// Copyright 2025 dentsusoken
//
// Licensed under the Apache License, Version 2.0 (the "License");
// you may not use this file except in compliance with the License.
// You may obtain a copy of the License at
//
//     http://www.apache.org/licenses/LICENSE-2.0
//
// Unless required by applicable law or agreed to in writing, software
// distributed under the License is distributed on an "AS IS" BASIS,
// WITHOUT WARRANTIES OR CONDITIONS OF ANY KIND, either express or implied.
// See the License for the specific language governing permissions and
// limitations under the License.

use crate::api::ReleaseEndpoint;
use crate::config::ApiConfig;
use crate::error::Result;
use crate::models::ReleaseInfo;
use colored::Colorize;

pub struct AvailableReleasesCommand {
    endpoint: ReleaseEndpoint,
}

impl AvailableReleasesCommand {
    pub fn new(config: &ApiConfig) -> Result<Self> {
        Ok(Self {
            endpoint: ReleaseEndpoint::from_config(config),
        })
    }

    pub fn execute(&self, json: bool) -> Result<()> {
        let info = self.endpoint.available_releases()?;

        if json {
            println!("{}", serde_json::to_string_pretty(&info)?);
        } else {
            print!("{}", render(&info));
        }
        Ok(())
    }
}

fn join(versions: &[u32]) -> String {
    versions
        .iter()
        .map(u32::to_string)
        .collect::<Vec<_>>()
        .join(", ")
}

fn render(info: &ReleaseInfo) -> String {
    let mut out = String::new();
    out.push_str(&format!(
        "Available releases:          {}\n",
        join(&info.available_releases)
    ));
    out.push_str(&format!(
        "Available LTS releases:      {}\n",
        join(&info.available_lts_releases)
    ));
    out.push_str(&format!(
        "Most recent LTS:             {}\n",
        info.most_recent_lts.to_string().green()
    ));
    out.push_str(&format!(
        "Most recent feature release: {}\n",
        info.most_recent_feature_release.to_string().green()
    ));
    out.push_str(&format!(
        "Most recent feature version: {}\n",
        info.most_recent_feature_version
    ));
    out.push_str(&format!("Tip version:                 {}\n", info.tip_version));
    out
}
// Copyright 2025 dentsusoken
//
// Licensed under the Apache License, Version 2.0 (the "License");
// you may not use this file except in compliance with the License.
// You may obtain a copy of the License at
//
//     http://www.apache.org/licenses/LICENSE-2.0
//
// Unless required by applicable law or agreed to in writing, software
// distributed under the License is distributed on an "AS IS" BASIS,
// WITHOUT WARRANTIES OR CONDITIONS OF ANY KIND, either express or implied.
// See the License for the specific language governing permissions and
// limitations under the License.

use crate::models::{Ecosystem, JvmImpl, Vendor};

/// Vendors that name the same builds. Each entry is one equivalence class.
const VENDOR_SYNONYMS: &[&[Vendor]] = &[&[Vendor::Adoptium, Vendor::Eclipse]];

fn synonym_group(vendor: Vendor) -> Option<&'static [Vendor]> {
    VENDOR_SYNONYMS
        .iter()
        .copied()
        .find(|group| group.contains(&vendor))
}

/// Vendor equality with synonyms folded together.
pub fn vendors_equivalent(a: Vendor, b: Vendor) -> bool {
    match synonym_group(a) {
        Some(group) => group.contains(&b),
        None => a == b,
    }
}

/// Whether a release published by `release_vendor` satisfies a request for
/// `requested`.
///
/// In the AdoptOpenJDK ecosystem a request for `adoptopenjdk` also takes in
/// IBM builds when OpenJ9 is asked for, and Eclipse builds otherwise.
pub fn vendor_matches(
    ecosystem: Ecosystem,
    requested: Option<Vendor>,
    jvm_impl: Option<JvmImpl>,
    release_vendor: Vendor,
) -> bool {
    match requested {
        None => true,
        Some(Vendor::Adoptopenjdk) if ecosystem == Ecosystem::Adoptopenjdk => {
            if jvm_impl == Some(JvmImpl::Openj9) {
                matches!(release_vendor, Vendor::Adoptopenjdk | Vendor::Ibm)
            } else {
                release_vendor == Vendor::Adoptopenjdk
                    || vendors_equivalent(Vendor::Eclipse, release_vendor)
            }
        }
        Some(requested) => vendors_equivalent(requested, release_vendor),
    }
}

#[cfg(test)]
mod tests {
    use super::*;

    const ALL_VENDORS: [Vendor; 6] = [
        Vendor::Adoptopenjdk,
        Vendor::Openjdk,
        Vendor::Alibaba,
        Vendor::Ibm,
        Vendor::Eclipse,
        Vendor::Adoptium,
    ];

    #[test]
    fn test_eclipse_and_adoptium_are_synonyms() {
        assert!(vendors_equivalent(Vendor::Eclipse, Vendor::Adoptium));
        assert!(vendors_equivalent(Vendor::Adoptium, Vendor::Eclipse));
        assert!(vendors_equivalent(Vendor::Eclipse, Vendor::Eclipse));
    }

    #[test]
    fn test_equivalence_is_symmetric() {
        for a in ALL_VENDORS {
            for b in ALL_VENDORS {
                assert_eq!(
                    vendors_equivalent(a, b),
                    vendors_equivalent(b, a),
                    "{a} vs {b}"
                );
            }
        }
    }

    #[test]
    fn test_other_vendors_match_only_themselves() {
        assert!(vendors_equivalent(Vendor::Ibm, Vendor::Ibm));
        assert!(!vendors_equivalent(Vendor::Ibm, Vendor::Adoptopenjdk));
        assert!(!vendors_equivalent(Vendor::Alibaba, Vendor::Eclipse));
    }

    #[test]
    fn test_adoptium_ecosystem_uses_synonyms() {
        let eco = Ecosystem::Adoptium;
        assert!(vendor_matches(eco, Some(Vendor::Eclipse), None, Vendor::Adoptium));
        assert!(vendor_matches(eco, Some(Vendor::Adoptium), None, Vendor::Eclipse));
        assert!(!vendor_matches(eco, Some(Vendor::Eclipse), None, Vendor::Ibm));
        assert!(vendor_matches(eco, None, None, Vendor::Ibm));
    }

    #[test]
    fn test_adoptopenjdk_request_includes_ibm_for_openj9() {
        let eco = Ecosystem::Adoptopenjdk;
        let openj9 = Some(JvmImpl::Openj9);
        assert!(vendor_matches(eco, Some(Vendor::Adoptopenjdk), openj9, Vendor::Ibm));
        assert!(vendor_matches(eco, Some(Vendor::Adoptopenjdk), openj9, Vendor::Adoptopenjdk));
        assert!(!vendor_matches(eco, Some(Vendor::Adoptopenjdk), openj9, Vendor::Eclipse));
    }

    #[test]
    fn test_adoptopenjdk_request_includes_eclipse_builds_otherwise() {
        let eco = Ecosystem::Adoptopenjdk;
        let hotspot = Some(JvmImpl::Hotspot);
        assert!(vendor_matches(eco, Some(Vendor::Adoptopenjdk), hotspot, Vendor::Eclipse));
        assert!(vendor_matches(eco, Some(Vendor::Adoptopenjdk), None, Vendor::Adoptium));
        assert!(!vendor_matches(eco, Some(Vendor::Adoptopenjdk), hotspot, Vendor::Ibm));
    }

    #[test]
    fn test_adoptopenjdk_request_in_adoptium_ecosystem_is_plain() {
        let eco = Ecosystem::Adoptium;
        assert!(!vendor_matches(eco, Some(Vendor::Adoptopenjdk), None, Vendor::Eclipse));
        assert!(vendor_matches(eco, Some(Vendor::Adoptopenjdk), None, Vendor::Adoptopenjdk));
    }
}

---

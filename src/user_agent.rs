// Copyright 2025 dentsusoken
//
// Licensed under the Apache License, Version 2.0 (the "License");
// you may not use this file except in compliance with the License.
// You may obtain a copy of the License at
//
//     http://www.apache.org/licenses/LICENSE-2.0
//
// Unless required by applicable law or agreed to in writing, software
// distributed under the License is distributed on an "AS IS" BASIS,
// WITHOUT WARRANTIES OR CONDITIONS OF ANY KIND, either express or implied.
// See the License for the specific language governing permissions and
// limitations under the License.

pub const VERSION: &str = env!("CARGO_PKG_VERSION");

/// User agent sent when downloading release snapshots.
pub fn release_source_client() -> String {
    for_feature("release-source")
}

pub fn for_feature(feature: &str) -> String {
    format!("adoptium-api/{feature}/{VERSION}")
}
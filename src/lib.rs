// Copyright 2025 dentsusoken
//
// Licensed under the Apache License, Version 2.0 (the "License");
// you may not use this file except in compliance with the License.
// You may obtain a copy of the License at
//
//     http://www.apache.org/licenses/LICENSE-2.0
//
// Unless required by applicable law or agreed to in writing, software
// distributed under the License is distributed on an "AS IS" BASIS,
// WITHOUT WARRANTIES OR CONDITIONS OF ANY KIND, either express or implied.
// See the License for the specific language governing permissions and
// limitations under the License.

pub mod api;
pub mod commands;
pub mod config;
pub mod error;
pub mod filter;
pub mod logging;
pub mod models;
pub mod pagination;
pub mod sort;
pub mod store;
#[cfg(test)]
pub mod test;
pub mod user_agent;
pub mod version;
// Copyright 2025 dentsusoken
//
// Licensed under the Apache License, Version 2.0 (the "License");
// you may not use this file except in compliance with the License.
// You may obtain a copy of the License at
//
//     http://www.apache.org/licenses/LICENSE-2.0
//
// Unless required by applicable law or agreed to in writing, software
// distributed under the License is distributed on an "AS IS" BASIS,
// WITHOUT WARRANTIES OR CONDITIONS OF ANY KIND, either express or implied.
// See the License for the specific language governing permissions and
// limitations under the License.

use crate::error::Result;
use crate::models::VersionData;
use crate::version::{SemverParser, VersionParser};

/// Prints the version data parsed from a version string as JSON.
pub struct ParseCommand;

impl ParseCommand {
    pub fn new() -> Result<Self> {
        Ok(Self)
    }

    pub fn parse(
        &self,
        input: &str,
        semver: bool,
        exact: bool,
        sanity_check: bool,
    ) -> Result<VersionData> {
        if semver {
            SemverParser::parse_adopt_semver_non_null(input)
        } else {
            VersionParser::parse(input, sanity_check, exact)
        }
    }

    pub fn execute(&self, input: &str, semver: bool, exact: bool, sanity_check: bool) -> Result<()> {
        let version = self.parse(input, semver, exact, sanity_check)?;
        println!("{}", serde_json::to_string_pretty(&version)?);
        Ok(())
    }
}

--

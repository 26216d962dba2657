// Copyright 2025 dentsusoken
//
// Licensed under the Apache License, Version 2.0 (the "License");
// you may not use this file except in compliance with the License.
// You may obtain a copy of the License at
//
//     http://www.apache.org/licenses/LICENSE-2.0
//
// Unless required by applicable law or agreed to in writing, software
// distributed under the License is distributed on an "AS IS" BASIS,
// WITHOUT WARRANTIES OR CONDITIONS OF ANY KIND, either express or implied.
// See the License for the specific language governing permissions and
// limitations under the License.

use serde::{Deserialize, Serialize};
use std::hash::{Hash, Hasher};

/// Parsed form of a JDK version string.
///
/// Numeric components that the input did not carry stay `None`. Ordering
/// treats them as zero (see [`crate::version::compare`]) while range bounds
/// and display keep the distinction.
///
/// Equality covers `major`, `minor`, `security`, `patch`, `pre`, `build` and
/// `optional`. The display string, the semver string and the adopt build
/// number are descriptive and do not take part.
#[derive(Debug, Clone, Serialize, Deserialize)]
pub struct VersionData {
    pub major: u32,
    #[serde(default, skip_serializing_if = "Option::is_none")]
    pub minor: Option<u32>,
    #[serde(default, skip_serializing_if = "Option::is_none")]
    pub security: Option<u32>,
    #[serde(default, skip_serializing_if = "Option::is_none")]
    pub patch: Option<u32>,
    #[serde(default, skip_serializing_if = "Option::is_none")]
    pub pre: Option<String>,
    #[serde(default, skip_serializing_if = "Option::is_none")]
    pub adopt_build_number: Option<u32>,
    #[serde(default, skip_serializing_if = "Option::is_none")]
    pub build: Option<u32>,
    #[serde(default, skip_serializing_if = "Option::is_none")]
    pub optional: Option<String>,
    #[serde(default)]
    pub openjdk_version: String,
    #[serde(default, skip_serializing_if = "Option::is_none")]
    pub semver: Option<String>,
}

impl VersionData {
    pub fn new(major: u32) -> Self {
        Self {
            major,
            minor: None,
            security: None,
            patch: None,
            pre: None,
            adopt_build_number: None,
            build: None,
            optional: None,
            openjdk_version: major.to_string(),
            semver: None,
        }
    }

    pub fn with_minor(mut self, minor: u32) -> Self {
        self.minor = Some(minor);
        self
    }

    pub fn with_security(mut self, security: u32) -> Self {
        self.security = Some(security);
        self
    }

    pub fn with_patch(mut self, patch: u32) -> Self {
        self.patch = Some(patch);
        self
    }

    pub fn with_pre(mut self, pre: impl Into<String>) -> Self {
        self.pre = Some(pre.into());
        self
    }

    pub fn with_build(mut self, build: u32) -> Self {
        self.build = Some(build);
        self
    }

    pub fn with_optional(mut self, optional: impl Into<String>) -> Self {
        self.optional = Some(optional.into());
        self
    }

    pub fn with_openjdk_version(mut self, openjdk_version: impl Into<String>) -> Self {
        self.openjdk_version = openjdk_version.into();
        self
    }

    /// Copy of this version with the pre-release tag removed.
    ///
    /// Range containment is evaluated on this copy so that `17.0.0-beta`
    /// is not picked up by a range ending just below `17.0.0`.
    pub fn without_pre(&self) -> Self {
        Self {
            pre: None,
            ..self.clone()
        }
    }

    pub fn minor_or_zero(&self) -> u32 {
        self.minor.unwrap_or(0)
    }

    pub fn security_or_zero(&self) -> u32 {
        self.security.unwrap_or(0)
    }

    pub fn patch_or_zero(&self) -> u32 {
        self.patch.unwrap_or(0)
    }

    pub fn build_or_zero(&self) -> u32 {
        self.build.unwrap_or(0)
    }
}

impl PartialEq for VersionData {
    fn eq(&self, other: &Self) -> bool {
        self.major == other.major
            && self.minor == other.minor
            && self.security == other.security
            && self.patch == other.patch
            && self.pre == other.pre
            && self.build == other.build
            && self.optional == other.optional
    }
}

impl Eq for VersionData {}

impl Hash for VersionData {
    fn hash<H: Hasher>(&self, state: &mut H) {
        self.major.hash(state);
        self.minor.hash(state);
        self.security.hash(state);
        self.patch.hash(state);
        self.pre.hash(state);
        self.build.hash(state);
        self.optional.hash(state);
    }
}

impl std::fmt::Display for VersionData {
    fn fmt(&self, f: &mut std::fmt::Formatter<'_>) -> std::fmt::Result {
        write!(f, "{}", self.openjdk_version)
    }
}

Instructions to follow: From the records above, copy only the lines starting with the line that holds "for a in ALL_VENDORS" and going on through the line that holds "assert!(vendors_equivalent(Vendor::Ibm, Vendor::Ibm));", exactly as written.

Answer for this exercise:
        for a in ALL_VENDORS {
            for b in ALL_VENDORS {
                assert_eq!(
                    vendors_equivalent(a, b),
                    vendors_equivalent(b, a),
                    "{a} vs {b}"
                );
            }
        }
    }

    #[test]
    fn test_other_vendors_match_only_themselves() {
        assert!(vendors_equivalent(Vendor::Ibm, Vendor::Ibm));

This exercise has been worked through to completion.